### REQUIRED WORK
Please count the lines in the data below that mention the word "Velvet", then give only the total.
*** EXERCISE MATERIALS ***
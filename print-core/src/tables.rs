//! Pricing tables for every widget.
//!
//! [`PricingTable::default`] is the storefront's built-in catalog. Sections
//! can be replaced wholesale from configuration, and breakpoint tables and
//! discount tiers can also be loaded from CSV.

use std::collections::BTreeMap;
use std::fmt::Display;

use rust_decimal::Decimal;
use serde::{Deserialize, Serialize};

use crate::calculations::{
    BreakpointTable, CalculationError, DiscountTierTable, VOLUME_EXTRAPOLATION_FACTOR,
};
use crate::models::{
    BoardThickness, BookType, ColorMode, ComicBinding, ComicPaper, CoverStock, FinishType,
    Lamination, PaperType, ProductType, QuickFinish, QuickMaterial, TrimSize, Turnaround,
};

/// Rate per 4-page imposition step in the children's book formula.
pub const PAGE_STEP_RATE: Decimal = Decimal::from_parts(8, 0, 0, false, 1);

/// Looks up a rate, naming the table and option when it is missing.
pub(crate) fn rate<K: Ord + Display>(
    table: &'static str,
    rates: &BTreeMap<K, Decimal>,
    key: &K,
) -> Result<Decimal, CalculationError> {
    rates
        .get(key)
        .copied()
        .ok_or_else(|| CalculationError::MissingRate {
            table,
            option: key.to_string(),
        })
}

/// Looks up an additive surcharge. Options without an entry cost nothing.
pub(crate) fn surcharge<K: Ord>(
    rates: &BTreeMap<K, Decimal>,
    key: &K,
) -> Decimal {
    rates.get(key).copied().unwrap_or(Decimal::ZERO)
}

/// The complete catalog of rates used by [`crate::calculations::PriceCalculator`].
#[derive(Debug, Clone, Default, PartialEq, Eq, Serialize, Deserialize)]
#[serde(default)]
pub struct PricingTable {
    pub generic: GenericRates,
    pub childrens_book: ChildrensBookRates,
    pub comic_book: ComicBookRates,
    pub quick_quote: QuickQuoteRates,
    pub discount_tiers: DiscountTierTable,
}

// ─── generic calculator ─────────────────────────────────────────────────────

/// Per-unit base cost by product, and one multiplier per option group.
#[derive(Debug, Clone, PartialEq, Eq, Serialize, Deserialize)]
#[serde(default)]
pub struct GenericRates {
    pub unit_base: BTreeMap<ProductType, Decimal>,
    pub paper: BTreeMap<PaperType, Decimal>,
    pub finish: BTreeMap<FinishType, Decimal>,
    pub color: BTreeMap<ColorMode, Decimal>,
    pub turnaround: BTreeMap<Turnaround, Decimal>,
}

impl Default for GenericRates {
    fn default() -> Self {
        Self {
            unit_base: BTreeMap::from([
                (ProductType::BusinessCards, Decimal::new(15, 2)),
                (ProductType::Brochures, Decimal::new(85, 2)),
                (ProductType::Folders, Decimal::new(125, 2)),
                (ProductType::Reports, Decimal::new(250, 2)),
                (ProductType::Posters, Decimal::new(375, 2)),
                (ProductType::Banners, Decimal::new(850, 2)),
            ]),
            paper: BTreeMap::from([
                (PaperType::Standard, Decimal::ONE),
                (PaperType::Premium, Decimal::new(13, 1)),
                (PaperType::Luxury, Decimal::new(16, 1)),
                (PaperType::Recycled, Decimal::new(11, 1)),
            ]),
            finish: BTreeMap::from([
                (FinishType::Matte, Decimal::ONE),
                (FinishType::Gloss, Decimal::new(11, 1)),
                (FinishType::Satin, Decimal::new(115, 2)),
                (FinishType::Velvet, Decimal::new(125, 2)),
                (FinishType::Uv, Decimal::new(14, 1)),
            ]),
            color: BTreeMap::from([
                (ColorMode::Bw, Decimal::ONE),
                (ColorMode::Color, Decimal::new(15, 1)),
                (ColorMode::Spot, Decimal::new(18, 1)),
                (ColorMode::Metallic, Decimal::new(22, 1)),
            ]),
            turnaround: BTreeMap::from([
                (Turnaround::Rush, Decimal::new(25, 1)),
                (Turnaround::Fast, Decimal::new(15, 1)),
                (Turnaround::Standard, Decimal::ONE),
                (Turnaround::Economy, Decimal::new(8, 1)),
            ]),
        }
    }
}

// ─── children's book calculator ─────────────────────────────────────────────

/// Flat per-unit rates for children's books.
#[derive(Debug, Clone, PartialEq, Eq, Serialize, Deserialize)]
#[serde(default)]
pub struct ChildrensBookRates {
    pub book_base: BTreeMap<BookType, Decimal>,

    /// Base used when `book_base` has no entry for the selected type.
    pub fallback_book_base: Decimal,

    /// Trim sizes without an entry use a multiplier of 1.
    pub size_multiplier: BTreeMap<TrimSize, Decimal>,

    pub pages_per_step: u32,
    pub page_step_rate: Decimal,

    pub cover_surcharge: BTreeMap<CoverStock, Decimal>,
    pub lamination_surcharge: BTreeMap<Lamination, Decimal>,
    pub thickness_surcharge: BTreeMap<BoardThickness, Decimal>,
}

impl ChildrensBookRates {
    pub fn book_base_for(
        &self,
        book_type: BookType,
    ) -> Decimal {
        self.book_base
            .get(&book_type)
            .copied()
            .unwrap_or(self.fallback_book_base)
    }

    pub fn size_multiplier_for(
        &self,
        size: TrimSize,
    ) -> Decimal {
        self.size_multiplier
            .get(&size)
            .copied()
            .unwrap_or(Decimal::ONE)
    }
}

impl Default for ChildrensBookRates {
    fn default() -> Self {
        Self {
            book_base: BTreeMap::from([
                (BookType::Hardcover, Decimal::from(25)),
                (BookType::Softcover, Decimal::from(12)),
                (BookType::Saddle, Decimal::from(8)),
                (BookType::Board, Decimal::from(30)),
            ]),
            fallback_book_base: Decimal::from(15),
            size_multiplier: BTreeMap::from([
                (TrimSize::Letter, Decimal::new(12, 1)),
                (TrimSize::SixByNine, Decimal::ONE),
                (TrimSize::Digest, Decimal::new(9, 1)),
                (TrimSize::EightByTen, Decimal::new(11, 1)),
            ]),
            pages_per_step: 4,
            page_step_rate: PAGE_STEP_RATE,
            cover_surcharge: BTreeMap::from([
                (CoverStock::Digital, Decimal::ZERO),
                (CoverStock::Offset, Decimal::from(3)),
                (CoverStock::Leather, Decimal::from(8)),
            ]),
            lamination_surcharge: BTreeMap::from([
                (Lamination::Matte, Decimal::ZERO),
                (Lamination::Gloss, Decimal::ONE),
                (Lamination::Soft, Decimal::from(2)),
            ]),
            thickness_surcharge: BTreeMap::from([
                (BoardThickness::TwoMm, Decimal::ZERO),
                (BoardThickness::TwoAndHalfMm, Decimal::ONE),
                (BoardThickness::ThreeMm, Decimal::from(2)),
            ]),
        }
    }
}

// ─── comic book calculator ──────────────────────────────────────────────────

/// Interpolated order costs per binding, plus flat upgrades.
#[derive(Debug, Clone, PartialEq, Eq, Serialize, Deserialize)]
#[serde(default)]
pub struct ComicBookRates {
    pub breakpoints: BTreeMap<ComicBinding, BreakpointTable>,
    pub paper_upgrade: BTreeMap<ComicPaper, Decimal>,
    pub binding_cost: BTreeMap<ComicBinding, Decimal>,

    /// Page count the breakpoint prices were calibrated for.
    pub reference_pages: u32,

    pub extrapolation_factor: Decimal,
}

impl ComicBookRates {
    /// The breakpoint table for a binding.
    pub fn table_for(
        &self,
        binding: ComicBinding,
    ) -> Result<&BreakpointTable, CalculationError> {
        self.breakpoints
            .get(&binding)
            .ok_or(CalculationError::EmptyPriceTable)
    }
}

fn breakpoints(points: [(u32, i64); 5]) -> BreakpointTable {
    points
        .into_iter()
        .map(|(q, p)| (q, Decimal::from(p)))
        .collect()
}

impl Default for ComicBookRates {
    fn default() -> Self {
        Self {
            breakpoints: BTreeMap::from([
                (
                    ComicBinding::Saddle,
                    breakpoints([(25, 180), (50, 220), (100, 285), (250, 580), (500, 980)]),
                ),
                (
                    ComicBinding::Perfect,
                    breakpoints([(25, 220), (50, 285), (100, 380), (250, 750), (500, 1280)]),
                ),
                (
                    ComicBinding::Hardcover,
                    breakpoints([(25, 380), (50, 480), (100, 680), (250, 1380), (500, 2280)]),
                ),
            ]),
            paper_upgrade: BTreeMap::from([
                (ComicPaper::Gsm80, Decimal::ZERO),
                (ComicPaper::Gsm100, Decimal::from(25)),
            ]),
            binding_cost: BTreeMap::from([
                (ComicBinding::Saddle, Decimal::ZERO),
                (ComicBinding::Perfect, Decimal::from(141)),
                (ComicBinding::Hardcover, Decimal::from(285)),
            ]),
            reference_pages: 32,
            extrapolation_factor: VOLUME_EXTRAPOLATION_FACTOR,
        }
    }
}

// ─── product gallery quick quote ────────────────────────────────────────────

#[derive(Debug, Clone, PartialEq, Eq, Serialize, Deserialize)]
#[serde(default)]
pub struct QuickQuoteRates {
    pub material: BTreeMap<QuickMaterial, Decimal>,
    pub finish: BTreeMap<QuickFinish, Decimal>,
}

impl Default for QuickQuoteRates {
    fn default() -> Self {
        Self {
            material: BTreeMap::from([
                (QuickMaterial::Standard, Decimal::ONE),
                (QuickMaterial::Premium, Decimal::new(13, 1)),
                (QuickMaterial::Luxury, Decimal::new(16, 1)),
            ]),
            finish: BTreeMap::from([
                (QuickFinish::Matte, Decimal::ONE),
                (QuickFinish::Gloss, Decimal::new(11, 1)),
                (QuickFinish::Velvet, Decimal::new(12, 1)),
            ]),
        }
    }
}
*** End of EXERCISE MATERIALS ***
### RESPONSE BELOW
2